Fig. 1.

Optimization of the targeted exome approach.

A. IGV visualization of MyoPanel1 HaloPlex probes (grey dashed lines) covering the exons 7 and 8 of HCN4 gene. Pink and blue lines correspond to reads (forward and reverse respectively) obtained from the sequencing experiment. Both longer and shorter HaloPlex probes cover exon 8, generating a number of reads. Only longer (280 bp and more) probes cover exon 7, producing no reads. PCR primers specific to the 280 bp probe are shown as black arrows. B. Longer HaloPlex probes are lost during the emulsion PCR step. PCR using individual probe-specific primers was performed on aliquots from the following library preparation steps: two different samples before emulsion PCR (S1 and S2), before enrichment (UE), wash solution after elution (W), after enrichment (E).

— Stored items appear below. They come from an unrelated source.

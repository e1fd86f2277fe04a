//! # Quotebook CLI Entry Point
//!
//! This is the main entry point for the Quotebook TUI application.
//!
//! ## Usage
//!
//! ```bash
//! # Start the TUI
//! quotebook
//!
//! # Use another remote endpoint, without periodic sync
//! quotebook --endpoint http://localhost:3000/posts --no-sync
//!
//! # Non-interactive helpers
//! quotebook --export quotes.json
//! quotebook --import quotes.json
//! quotebook --list life
//! quotebook --sync-once
//! ```
//!
//! ## Key Bindings
//!
//! - `q` - Quit
//! - `Tab` - Switch between the "random from" and "filter list" pickers
//! - `j` / `k` / arrows - Change the category of the focused picker
//! - `Enter` / `n` - Show a random quote; `l` - show the filtered list
//! - `a` - Add a quote
//! - `e` / `i` - Export / import a JSON file
//! - `s` - Sync with the server now
//! - `R` - Reload from storage
//! - `?` - Help

use quotebook::config::Config;
use quotebook::logging;
use quotebook::quote::transfer::{describe_import, export_to_file, import_from_file};
use quotebook::quote::view::list_view;
use quotebook::quote::QuoteStore;
use quotebook::storage::{self, Storage};
use quotebook::sync::{apply_fetch, Clock, HttpTransport, SyncAgent, SystemClock, Transport};
use quotebook::ui::{self, App, Effect};

use anyhow::{Context, Result};
use clap::Parser;
use crossterm::{
    event::{self, Event, KeyEventKind},
    execute,
    terminal::{disable_raw_mode, enable_raw_mode, EnterAlternateScreen, LeaveAlternateScreen},
};
use ratatui::{backend::CrosstermBackend, Terminal};
use std::io;
use std::panic;
use std::path::PathBuf;
use std::sync::Arc;
use std::time::Duration;

/// Trait for reading terminal events (allows dependency injection for testing)
trait EventReader {
    fn read_event(&mut self, timeout: Duration) -> Result<Option<Event>>;
}

/// Production event reader that uses crossterm's event polling + read
struct CrosstermEventReader;

impl EventReader for CrosstermEventReader {
    fn read_event(&mut self, timeout: Duration) -> Result<Option<Event>> {
        if event::poll(timeout).context("Failed to poll for events")? {
            Ok(Some(
                event::read().context("Failed to read keyboard event")?,
            ))
        } else {
            Ok(None)
        }
    }
}

/// Quotebook - collect, filter and sync quotations from the terminal
#[derive(Parser, Debug)]
#[command(name = "quotebook")]
#[command(author = "Luckystrike561")]
#[command(version = env!("CARGO_PKG_VERSION"))]
#[command(about = "Collect, filter and sync quotations", long_about = None)]
struct Args {
    /// Path to a config file (defaults to the platform config directory)
    #[arg(long, value_name = "FILE")]
    config: Option<PathBuf>,

    /// Directory for stored quotes, session state and logs
    #[arg(long, value_name = "DIR")]
    data_dir: Option<PathBuf>,

    /// Remote endpoint used for sync and push
    #[arg(long, value_name = "URL")]
    endpoint: Option<String>,

    /// Disable the periodic sync (manual sync still works)
    #[arg(long)]
    no_sync: bool,

    /// Seconds between periodic syncs
    #[arg(long, value_name = "SECS")]
    sync_interval: Option<u64>,

    /// Write all quotes to FILE and exit
    #[arg(long, value_name = "FILE", conflicts_with_all = ["import", "list", "sync_once"])]
    export: Option<PathBuf>,

    /// Merge quotes from FILE and exit
    #[arg(long, value_name = "FILE", conflicts_with_all = ["list", "sync_once"])]
    import: Option<PathBuf>,

    /// Print quotes (optionally of one CATEGORY) and exit
    #[arg(long, value_name = "CATEGORY", num_args = 0..=1, default_missing_value = "all", conflicts_with = "sync_once")]
    list: Option<String>,

    /// Fetch from the remote endpoint once, merge, and exit
    #[arg(long)]
    sync_once: bool,
}

impl Args {
    /// Load the config file and apply command-line overrides
    fn resolve_config(&self) -> Result<Config> {
        let mut config = match &self.config {
            Some(path) => Config::load_from(path)?,
            None => Config::load(),
        };

        if let Some(endpoint) = &self.endpoint {
            config.endpoint.clone_from(endpoint);
        }
        if self.no_sync {
            config.sync_enabled = false;
        }
        if let Some(secs) = self.sync_interval {
            config.sync_interval_secs = secs;
        }

        Ok(config)
    }

    fn is_interactive(&self) -> bool {
        self.export.is_none() && self.import.is_none() && self.list.is_none() && !self.sync_once
    }
}

#[tokio::main]
async fn main() -> Result<()> {
    // Parse command-line arguments
    let args = Args::parse();

    // Set up panic hook to ensure terminal is restored on panic
    let original_hook = panic::take_hook();
    panic::set_hook(Box::new(move |panic_info| {
        // Try to restore terminal state
        let _ = disable_raw_mode();
        let _ = execute!(io::stdout(), LeaveAlternateScreen);

        // Call the original panic hook
        original_hook(panic_info);
    }));

    // Run the application and ensure cleanup happens
    let result = run_application(args).await;

    // Restore panic hook
    let _ = panic::take_hook();

    result
}

async fn run_application(args: Args) -> Result<()> {
    let data_dir = match &args.data_dir {
        Some(dir) => dir.clone(),
        None => storage::default_data_dir()?,
    };

    if let Err(e) = logging::init_logging(&data_dir) {
        eprintln!("Warning: Could not initialize logging: {e:#}");
    }

    let config = args.resolve_config()?;
    let storage = Storage::open(&data_dir)
        .with_context(|| format!("Failed to open data directory: {}", data_dir.display()))?;

    if !args.is_interactive() {
        return run_batch(&args, &config, &storage).await;
    }

    let transport = HttpTransport::new(&config.endpoint, config.request_timeout())
        .context("Failed to create HTTP client")?;
    tracing::info!(
        endpoint = transport.endpoint(),
        sync_enabled = config.sync_enabled,
        "session started"
    );
    let mut agent = SyncAgent::new(transport, &config);
    let mut app = App::new(&storage, &config);

    enable_raw_mode().context("Failed to enable raw mode for terminal")?;

    let mut stdout = io::stdout();
    execute!(stdout, EnterAlternateScreen).context("Failed to setup terminal")?;

    let backend = CrosstermBackend::new(stdout);
    let mut terminal = Terminal::new(backend).context("Failed to create terminal")?;

    let mut event_reader = CrosstermEventReader;
    let run_result = run_app(
        &mut terminal,
        &mut app,
        &mut agent,
        &SystemClock,
        &mut event_reader,
    )
    .await;

    let cleanup_result = cleanup_terminal(&mut terminal);

    if let Err(e) = storage.end_session() {
        tracing::warn!(error = %format!("{e:#}"), "failed to clear session storage");
    }
    tracing::info!("session ended");

    run_result?;
    cleanup_result?;

    Ok(())
}

/// Non-interactive modes: export, import, list, sync-once
async fn run_batch(args: &Args, config: &Config, storage: &Storage) -> Result<()> {
    let (mut store, _) = QuoteStore::load(Arc::clone(&storage.local));

    if let Some(path) = &args.export {
        let count = export_to_file(&store, path)?;
        println!("Exported {} quotes to {}", count, path.display());
    } else if let Some(path) = &args.import {
        let report = import_from_file(&mut store, path)?;
        println!("{}", describe_import(&report));
    } else if let Some(category) = &args.list {
        print_list(&store, category);
    } else if args.sync_once {
        let transport = HttpTransport::new(&config.endpoint, config.request_timeout())
            .context("Failed to create HTTP client")?;
        let agent = SyncAgent::new(transport, config);
        let report = apply_fetch(&mut store, agent.fetch().await)
            .with_context(|| format!("Sync with {} failed", config.endpoint))?;
        println!(
            "Fetched {} records, added {} new quotes",
            report.fetched, report.added
        );
    }

    Ok(())
}

fn print_list(store: &QuoteStore, category: &str) {
    let view = list_view(store, category);
    println!("{}", view.title());
    if let Some(message) = &view.empty_message {
        println!("  {message}");
    }
    for quote in &view.quotes {
        println!("  {quote}");
    }
}

fn cleanup_terminal(terminal: &mut Terminal<CrosstermBackend<io::Stdout>>) -> Result<()> {
    disable_raw_mode().context("Failed to disable raw mode")?;

    execute!(terminal.backend_mut(), LeaveAlternateScreen)
        .context("Failed to restore terminal")?;

    terminal.show_cursor().context("Failed to show cursor")?;

    Ok(())
}

/// Drive one app session: apply finished network work, run scheduled syncs,
/// draw, and dispatch key presses.
async fn run_app<B, T, C>(
    terminal: &mut Terminal<B>,
    app: &mut App,
    agent: &mut SyncAgent<T>,
    clock: &C,
    event_reader: &mut dyn EventReader,
) -> Result<()>
where
    B: ratatui::backend::Backend,
    B::Error: Send + Sync + 'static,
    T: Transport,
    C: Clock,
{
    loop {
        while let Some(message) = agent.try_recv() {
            app.apply_sync_message(message);
        }

        if agent.tick(clock.now()) {
            app.on_sync_started();
        }
        app.sync_state = agent.state();
        app.prune_notifications(chrono::Utc::now());

        terminal
            .draw(|f| ui::render(f, app))
            .context("Failed to draw terminal UI")?;

        // Short timeout so sync results and ticks are picked up promptly
        let event = match event_reader.read_event(Duration::from_millis(100))? {
            Some(e) => e,
            None => {
                // Let spawned network tasks make progress between polls
                tokio::task::yield_now().await;
                continue;
            }
        };

        if let Event::Key(key) = event {
            if key.kind != KeyEventKind::Press {
                continue;
            }
            match app.handle_key(key) {
                Some(Effect::SyncNow) => {
                    agent.start_sync();
                    app.on_sync_started();
                }
                Some(Effect::Push(quote)) => agent.start_push(quote),
                None => {}
            }
        }

        if app.should_quit {
            break;
        }
    }

    Ok(())
}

A PCR fragment (119 bp) is amplified using primers specific to a shorter 157 bp control probe, while no PCR fragment is produced from post-emulsion PCR steps library aliquots using primers specific to a 280 bp probe (HCN4, exon 7). Similar results were obtained for three other longer probes. C. IGV visualization of the same region as shown in A for the targeted exome MyoPanel2. Shorter HaloPlex probes cover exon 7, producing a number of reads. D. Characteristics of MyoPanel1 and 2 designs.